Two-Dimensional NMR Spectroscopy of the G Protein-Coupled Receptor A 2A AR in Lipid Nanodiscs.

Eight hundred and twenty-six human G protein-coupled receptors (GPCRs) mediate the actions of two-thirds of the human hormones and neurotransmitters and over one-third of clinically used drugs. Studying the structure and dynamics of human GPCRs in lipid bilayer environments resembling the native cell membrane milieu is of great interest as a basis for understanding structure-function relationships and thus benefits continued drug development. Here, we incorporate the human A 2A adenosine receptor (A 2A AR) into lipid nanodiscs, which represent a detergent-free environment for structural studies using nuclear magnetic resonance (NMR) in solution. The [ 15 N, 1 H]-TROSY correlation spectra confirmed that the complex of [u- 15 N, ~70% 2 H]-A 2A AR with an inverse agonist adopts its global fold in lipid nanodiscs in solution at physiological temperature. The global assessment led to two observations of practical interest. First, A 2A AR in nanodiscs can be stored for at least one month at 4 °C in an aqueous solvent. Second, LMNG/CHS micelles are a very close mimic of the environment of A 2A AR in nanodiscs.
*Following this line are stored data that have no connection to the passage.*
//! EmProps-client wire format for `/ws/client/:id` (§6.4). Semantically the same
//! events as the monitor feed, re-framed for a submitter who only cares about its
//! own jobs' lifecycle, not the whole system's.

use serde::{Deserialize, Serialize};

#[derive(Debug, Clone, Serialize, Deserialize)]
pub struct JobResult {
    pub status: JobOutcome,
    #[serde(skip_serializing_if = "Option::is_none")]
    pub data: Option<serde_json::Value>,
    #[serde(skip_serializing_if = "Option::is_none")]
    pub error: Option<String>,
}

#[derive(Debug, Clone, Copy, Serialize, Deserialize, PartialEq, Eq)]
#[serde(rename_all = "snake_case")]
pub enum JobOutcome {
    Success,
    Failed,
}

#[derive(Debug, Clone, Serialize, Deserialize)]
#[serde(tag = "type", rename_all = "snake_case")]
pub enum EmpropsMessage {
    ConnectionEstablished { message: String, timestamp: i64 },
    JobAccepted { job_id: String, status: String, timestamp: i64 },
    UpdateJobProgress { job_id: String, progress: u8, timestamp: i64 },
    CompleteJob { job_id: String, result: JobResult, timestamp: i64 },
}

/// Messages an EmProps client may send; currently only job submission (§6.4).
#[derive(Debug, Clone, Deserialize)]
#[serde(tag = "type", rename_all = "snake_case")]
pub enum EmpropsClientMessage {
    SubmitJob {
        #[serde(flatten)]
        spec: broker_model::JobSpec,
    },
}

/// Re-frames a broker-internal event for one EmProps client, if that event is one
/// this client should see at all. `owns_job` lets the caller scope delivery to jobs
/// the connected client actually submitted (§6.4 "clients are scoped").
pub fn from_broker_event(
    event: &broker_core::BrokerEvent,
    owns_job: impl Fn(&str) -> bool,
) -> Option<EmpropsMessage> {
    use broker_core::BrokerEvent as E;
    match event {
        E::JobProgress {
            job_id,
            progress,
            timestamp,
            ..
        } if owns_job(job_id) => Some(EmpropsMessage::UpdateJobProgress {
            job_id: job_id.clone(),
            progress: *progress,
            timestamp: *timestamp,
        }),
        E::JobCompleted {
            job_id,
            result,
            timestamp,
            ..
        } if owns_job(job_id) => Some(EmpropsMessage::CompleteJob {
            job_id: job_id.clone(),
            result: JobResult {
                status: JobOutcome::Success,
                data: Some(result.clone()),
                error: None,
            },
            timestamp: *timestamp,
        }),
        E::JobFailed {
            job_id,
            error,
            will_retry,
            timestamp,
            ..
        } if !will_retry && owns_job(job_id) => Some(EmpropsMessage::CompleteJob {
            job_id: job_id.clone(),
            result: JobResult {
                status: JobOutcome::Failed,
                data: None,
                error: Some(error.clone()),
            },
            timestamp: *timestamp,
        }),
        _ => None,
    }
}
use std::collections::HashMap;

use async_trait::async_trait;

use crate::error::StoreResult;

/// One entry read back from an append-only stream.
#[derive(Debug, Clone, PartialEq)]
pub struct StreamEntry {
    pub id: String,
    pub fields: HashMap<String, String>,
}

/// A message delivered on a subscribed pub/sub channel.
#[derive(Debug, Clone, PartialEq)]
pub struct PubSubMessage {
    pub channel: String,
    pub payload: String,
}

/// The KV/sorted-set/stream/pub-sub substrate the broker is built on (§4.1).
///
/// Every method that mutates shared state is async and fallible with
/// [`crate::StoreError`]; callers retry on [`crate::StoreError::Unavailable`] and treat
/// everything else as a logic error.
#[cfg_attr(feature = "mock", mockall::automock)]
#[async_trait]
pub trait Store: Send + Sync {
    // -- hash --
    async fn hash_set(&self, key: &str, field: &str, value: &str) -> StoreResult<()>;
    async fn hash_set_many(&self, key: &str, fields: &HashMap<String, String>) -> StoreResult<()>;
    async fn hash_get(&self, key: &str, field: &str) -> StoreResult<Option<String>>;
    async fn hash_get_all(&self, key: &str) -> StoreResult<HashMap<String, String>>;
    async fn hash_del_field(&self, key: &str, field: &str) -> StoreResult<()>;
    async fn hash_del_key(&self, key: &str) -> StoreResult<()>;
    async fn hash_exists(&self, key: &str) -> StoreResult<bool>;
    async fn hash_len(&self, key: &str) -> StoreResult<u64>;

    // -- sorted set --
    async fn zset_add(&self, key: &str, member: &str, score: f64) -> StoreResult<()>;
    async fn zset_remove(&self, key: &str, member: &str) -> StoreResult<()>;
    /// The single atomicity primitive the broker depends on: remove `member` from
    /// `key`, returning `true` iff it was present. The only place correctness
    /// depends on the store's atomicity (§9).
    async fn zset_conditional_remove(&self, key: &str, member: &str) -> StoreResult<bool>;
    /// Highest-scored members first, `[start, stop]` inclusive rank range.
    async fn zset_range_desc(
        &self,
        key: &str,
        start: isize,
        stop: isize,
    ) -> StoreResult<Vec<(String, f64)>>;
    async fn zset_rank(&self, key: &str, member: &str) -> StoreResult<Option<u64>>;
    async fn zset_card(&self, key: &str) -> StoreResult<u64>;

    // -- set --
    async fn set_add(&self, key: &str, member: &str) -> StoreResult<()>;
    async fn set_remove(&self, key: &str, member: &str) -> StoreResult<()>;
    async fn set_members(&self, key: &str) -> StoreResult<Vec<String>>;
    async fn set_is_member(&self, key: &str, member: &str) -> StoreResult<bool>;

    // -- stream --
    async fn stream_append(
        &self,
        key: &str,
        fields: &HashMap<String, String>,
    ) -> StoreResult<String>;
    /// Inclusive range read, `"-"`/`"+"` meaning the first/last entry respectively.
    async fn stream_range(&self, key: &str, start: &str, end: &str) -> StoreResult<Vec<StreamEntry>>;

    // -- pub/sub --
    async fn publish(&self, channel: &str, payload: &str) -> StoreResult<()>;
    /// Fire-and-forget subscription; no replay of messages published before the
    /// subscribe call completes.
    async fn subscribe(
        &self,
        channels: &[String],
    ) -> StoreResult<tokio::sync::mpsc::Receiver<PubSubMessage>>;

    // -- misc --
    async fn expire(&self, key: &str, ttl_secs: i64) -> StoreResult<()>;
    async fn keys(&self, pattern: &str) -> StoreResult<Vec<String>>;
    async fn ping(&self) -> StoreResult<()>;
}
//! Resilience primitives shared by connectors and the worker runtime.
//!
//! - Smart error categorization (transient, permanent, rate-limited) with
//!   matching retry/backoff strategies
//! - Circuit breaker for cascading-failure protection per connector
//! - Token-bucket rate limiter for outbound calls to external services
//! - Metric names and recording helpers for job throughput and errors
//!
//! # Example
//!
//! ```rust,ignore
//! use broker_resilience::{ResilienceLayer, WorkerError};
//!
//! let resilience = ResilienceLayer::new(Default::default(), None);
//! resilience.check()?;
//! match connector.dispatch(&job).await {
//!     Ok(_) => resilience.record_success(),
//!     Err(e) => {
//!         resilience.record_failure();
//!         let strategy = e.category().retry_strategy();
//!     }
//! }
//! ```

mod error;
pub mod metrics;
pub mod resilience;

pub use error::{ErrorCategory, RetryStrategy, WorkerError};
pub use resilience::{
    CircuitBreaker, CircuitBreakerConfig, CircuitState, RateLimiter, ResilienceError,
    ResilienceLayer,
};

/// Result type alias for worker/connector operations.
pub type WorkerResult<T> = Result<T, WorkerError>;
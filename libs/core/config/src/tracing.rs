use crate::Environment;
use tracing::{debug, info};
use tracing_subscriber::EnvFilter;

/// Initialize tracing with environment-aware configuration
///
/// - **Production** (`APP_ENV=production`):
///   - JSON format (for log aggregation tools like ELK, Datadog, CloudWatch)
///   - Hides module targets for cleaner logs
///
/// - **Development** (default):
///   - Pretty-printed format (human-readable)
///   - Shows module targets for debugging
///
/// Environment variables:
/// - `APP_ENV`: Set to "production" for JSON logs (default: "development")
/// - `RUST_LOG`: Override log levels (e.g., "debug", "zerg_api=trace")
///
/// This function is infallible - if tracing is already initialized, it silently continues.
pub fn init_tracing(environment: &Environment) {
    let is_production = environment.is_production();

    // Create a filter with granular defaults
    let filter = EnvFilter::try_from_default_env().unwrap_or_else(|_| {
        if is_production {
            // Production: Less verbose, focus on warnings and errors
            EnvFilter::new("info,tower_http=info,redis=warn")
        } else {
            // Development: More verbose for debugging
            EnvFilter::new("debug,tower_http=debug,redis=info")
        }
    });

    let result = if is_production {
        // Production: JSON format for log aggregation
        tracing_subscriber::fmt()
            .json()
            .with_env_filter(filter)
            .with_target(false) // Hide module paths in production
            .try_init()
    } else {
        // Development: Pretty format for readability
        tracing_subscriber::fmt()
            .with_env_filter(filter)
            .with_target(true) // Show module paths for debugging
            .pretty()
            .try_init()
    };

    // Handle initialization result
    match result {
        Ok(_) => {
            info!("Tracing initialized. Environment: {:?}", environment);
        }
        Err(_) => {
            // Tracing already initialized, which is fine (common in tests)
            debug!("Tracing already initialized, skipping re-initialization");
        }
    }
}

#[cfg(test)]
mod tests {
    use super::*;

    #[test]
    fn test_init_tracing_development() {
        let env = Environment::Development;
        // Should not panic
        init_tracing(&env);
    }

    #[test]
    fn test_init_tracing_production() {
        let env = Environment::Production;
        // Should not panic
        init_tracing(&env);
    }

    #[test]
    fn test_init_tracing_multiple_calls() {
        // Should not panic when called multiple times
        let env = Environment::Development;
        init_tracing(&env);
        init_tracing(&env);
    }

    #[test]
    fn test_init_tracing_with_rust_log_env() {
        temp_env::with_var("RUST_LOG", Some("trace"), || {
            let env = Environment::Development;
            // Should not panic
            init_tracing(&env);
        });
    }

    #[test]
    fn test_init_tracing_production_with_custom_log_level() {
        temp_env::with_var("RUST_LOG", Some("warn"), || {
            let env = Environment::Production;
            // Should not panic
            init_tracing(&env);
        });
    }
}
//! Coordinator Service - Entry Point
//!
//! Runs the Reclaimer sweep loop, the monitor/EmProps WebSocket fan-out, the stats
//! ticker, and the admin HTTP surface.

#[tokio::main]
async fn main() -> eyre::Result<()> {
    coordinator::run().await
}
The NMR signal of five individually assigned tryptophan indole 15 N- 1 H moieties located in different regions of the receptor structure further enabled a detailed assessment of the impact of nanodiscs and LMNG/CHS micelles on the local structure and dynamics of A 2A AR. As expected, the largest effects were observed near the lipid-water interface along the intra- and extracellular surfaces, indicating possible roles of tryptophan side chains in stabilizing GPCRs in lipid bilayer membranes.